Porsche 901 Cabriolet de 1964 châssis 13360 – Un prototype roulant unique

Porsche 901 Cabriolet de 1964 châssis 13360 – Un prototype roulant unique

Tout le monde connaît le modèle emblématique de Porsche : la 911. Mais la Porsche 901 est beaucoup moins connue alors que c’est la première version de la légendaire 911. Une Porsche 901 Cabriolet de 1964 a aussi existé en tant que prototype portant le châssis 13360 et c’est l’histoire de cette dernière que vous allez découvrir.

Histoire de la Porsche 901
En septembre 1963, Porsche présente au public sur le Salon IAA de Francfort le modèle qui succède à la mythique 356, la Porsche 901. La 901 est équipée d’un moteur Flat 6 de 2 litres refroidi par air, monté à l’arrière comme sur les 356. Pour la petite anecdote, le moteur présenté sur la 901 à l’IAA 1963 était factice car pas encore fonctionnel.

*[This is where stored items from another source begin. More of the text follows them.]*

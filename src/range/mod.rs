//! Range layer: translation, evaluation and interval solving
//!
//! # Modules
//!
//! - [`types`]: `Operator`, `Comparator`, `ComparatorSet`, `Range`
//! - [`translator`]: range text to normalized comparator sets
//! - [`evaluator`]: does a version satisfy a set / range
//! - [`solver`]: minimum satisfying version and range overlap

pub mod evaluator;
pub mod solver;
pub mod translator;
pub mod types;

pub use evaluator::{max_satisfying, min_satisfying, satisfies_comparators};
pub use solver::min_satisfying_version;
pub use translator::parse_range;
pub use types::{Comparator, ComparatorSet, Operator, Range};
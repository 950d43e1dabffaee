//! Semantic version parsing, comparison and npm-style range solving
//!
//! ```
//! use semver_engine::{coerce, intersects, min_version, satisfies};
//!
//! assert!(satisfies("1.4.0", "^1.2.3"));
//! assert_eq!(min_version(">1.0.0 <2.0.0").unwrap().to_string(), "1.0.1");
//! assert!(!intersects("1.x", "2.x"));
//! assert_eq!(coerce("v1.2.3-ignored").unwrap().to_string(), "1.2.3");
//! ```

pub mod config;
pub mod engine;
pub mod range;
pub mod version;

pub use engine::{VersionInput, compare, intersects, min_version, satisfies};
pub use range::{Comparator, ComparatorSet, Operator, Range};
pub use version::coerce::{Coercible, coerce};
pub use version::model::{Identifier, Version};
pub use version::parser::{PartialVersion, parse_partial_version, parse_version};
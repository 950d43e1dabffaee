//! Version string parsers
//!
//! Two modes share one grammar: an optional leading `v`/`=`/whitespace, the
//! major component, optional `.minor` and `.patch`, an optional
//! `-prerelease` and an optional `+build` suffix that is discarded.
//!
//! - Strict ([`parse_version`]): every component is a number, missing
//!   minor/patch default to 0.
//! - Wildcard-tolerant ([`parse_partial_version`]): each component may be
//!   `x`, `X`, `*` or empty, which leaves it unset.

use std::str::FromStr;
use std::sync::LazyLock;

use regex::{Captures, Match, Regex};

use crate::version::error::VersionError;
use crate::version::model::{Identifier, Version};

static STRICT_VERSION_RE: LazyLock<Regex> = LazyLock::new(|| {
    Regex::new(
        r"^[v=\s]*([0-9]+)(?:\.([0-9]+))?(?:\.([0-9]+))?(?:-([0-9A-Za-z-]+(?:\.[0-9A-Za-z-]+)*))?(?:\+[0-9A-Za-z-]+(?:\.[0-9A-Za-z-]+)*)?\s*$",
    )
    .expect("strict version pattern is valid")
});

static PARTIAL_VERSION_RE: LazyLock<Regex> = LazyLock::new(|| {
    Regex::new(
        r"^[v=\s]*([0-9]+|[xX*])?(?:\.([0-9]+|[xX*])?)?(?:\.([0-9]+|[xX*])?)?(?:-([0-9A-Za-z-]+(?:\.[0-9A-Za-z-]+)*))?(?:\+[0-9A-Za-z-]+(?:\.[0-9A-Za-z-]+)*)?\s*$",
    )
    .expect("partial version pattern is valid")
});

/// A version whose major/minor/patch may be left unset
///
/// Only produced while translating ranges; it is always resolved into
/// explicit bounds before any comparison happens.
#[derive(Debug, Clone, Default, PartialEq, Eq)]
pub struct PartialVersion {
    pub major: Option<u64>,
    pub minor: Option<u64>,
    pub patch: Option<u64>,
    pub prerelease: Vec<Identifier>,
}

impl PartialVersion {
    /// Returns true when at least one of major/minor/patch is unset
    pub fn has_wildcard(&self) -> bool {
        self.major.is_none() || self.minor.is_none() || self.patch.is_none()
    }

    /// Returns true when nothing is constrained (`*`, `x`, empty input)
    pub fn is_any(&self) -> bool {
        self.major.is_none()
    }

    /// Unset components become 0; the prerelease is kept
    pub fn lower_bound(&self) -> Version {
        Version {
            major: self.major.unwrap_or(0),
            minor: self.minor.unwrap_or(0),
            patch: self.patch.unwrap_or(0),
            prerelease: self.prerelease.clone(),
        }
    }

    /// Exclusive upper edge implied by the first unset component
    ///
    /// - `*` -> None (no bound)
    /// - `1` / `1.x` -> `2.0.0`
    /// - `1.2` / `1.2.x` -> `1.3.0`
    /// - `1.2.3` -> `1.2.4`
    /// - `18446744073709551615.x` -> None (nothing lies above it)
    pub fn wildcard_upper_bound(&self) -> Option<Version> {
        self.major?;
        let lower = self.lower_bound();
        if self.minor.is_none() {
            lower.bump_major()
        } else if self.patch.is_none() {
            lower.bump_minor()
        } else {
            lower.bump_patch()
        }
    }
}

/// Parse a version string strictly, returning None when it is not a version.
///
/// Examples:
/// - "1" -> Version(1, 0, 0)
/// - "v1.2" -> Version(1, 2, 0)
/// - "=1.2.3-beta.1+build" -> Version(1, 2, 3, [beta, 1])
/// - "1.x" -> None
pub fn parse_version(text: &str) -> Option<Version> {
    text.parse().ok()
}

/// Parse a version string allowing `x`, `X`, `*` or empty components.
pub fn parse_partial_version(text: &str) -> Option<PartialVersion> {
    text.parse().ok()
}

impl FromStr for Version {
    type Err = VersionError;

    fn from_str(text: &str) -> Result<Self, Self::Err> {
        if text.trim().is_empty() {
            return Err(VersionError::Empty);
        }

        let caps = STRICT_VERSION_RE
            .captures(text)
            .ok_or_else(|| VersionError::InvalidSyntax(text.to_string()))?;

        Ok(Version {
            major: parse_component(caps.get(1))?.unwrap_or(0),
            minor: parse_component(caps.get(2))?.unwrap_or(0),
            patch: parse_component(caps.get(3))?.unwrap_or(0),
            prerelease: split_prerelease(&caps),
        })
    }
}

impl FromStr for PartialVersion {
    type Err = VersionError;

    fn from_str(text: &str) -> Result<Self, Self::Err> {
        let caps = PARTIAL_VERSION_RE
            .captures(text)
            .ok_or_else(|| VersionError::InvalidSyntax(text.to_string()))?;

        Ok(PartialVersion {
            major: parse_component(caps.get(1))?,
            minor: parse_component(caps.get(2))?,
            patch: parse_component(caps.get(3))?,
            prerelease: split_prerelease(&caps),
        })
    }
}

/// Wildcard tokens and absent groups resolve to None
fn parse_component(component: Option<Match<'_>>) -> Result<Option<u64>, VersionError> {
    let Some(component) = component else {
        return Ok(None);
    };

    let text = component.as_str();
    if is_wildcard_token(text) {
        return Ok(None);
    }

    text.parse::<u64>()
        .map(Some)
        .map_err(|_| VersionError::ComponentOutOfRange(text.to_string()))
}

fn split_prerelease(caps: &Captures<'_>) -> Vec<Identifier> {
    caps.get(4)
        .map(|pre| pre.as_str().split('.').map(Identifier::new).collect())
        .unwrap_or_default()
}

/// `*`, `x`, `X` and the empty string all mean "any"
pub(crate) fn is_wildcard_token(text: &str) -> bool {
    matches!(text, "" | "*" | "x" | "X")
}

Ce moteur boxer à simple arbres à cames en tête et à carter sec développe 130 ch et est le premier moteur 6 cylindres produit en série par Porsche. Il est alimenté par six carburateurs Solex 40PJ. Ce Flat 6 est accouplé à une boîte de vitesses manuelle à 5 rapports avec un différentiel autobloquant ZF.

La 901 est équipée d’un nouvel essieu avant de type McPherson. A l’arrière, on trouve des bras oscillants longitudinaux.

La production en série de la 901 débuta un an plus tard en septembre 1964. Lorsque Porsche présenta ce véhicule en octobre de la même année au salon de l’automobile de Paris, le constructeur automobile français Peugeot a découvert la désignation du modèle et a mis son veto contre celle-ci. Peugeot avait en effet déposé un brevet sur des appellations similaires : 3 chiffres avec un 0 au milieu.

Le marché français étant important pour Porsche, la marque de Stuttgart-Zuffenhausen rebaptisa dès lors sa 901 en 911 en novembre 1964. Cette combinaison de chiffres correspond au numéro d’urgence aux États-Unis : le 911, bien connu sur ce marché important et stratégique pour Porsche.

La Porsche 911 est alors née. Porsche avait tout de même produit 82 exemplaires de la 901 en version Coupé et 1 seul exemplaire en version Cabriolet.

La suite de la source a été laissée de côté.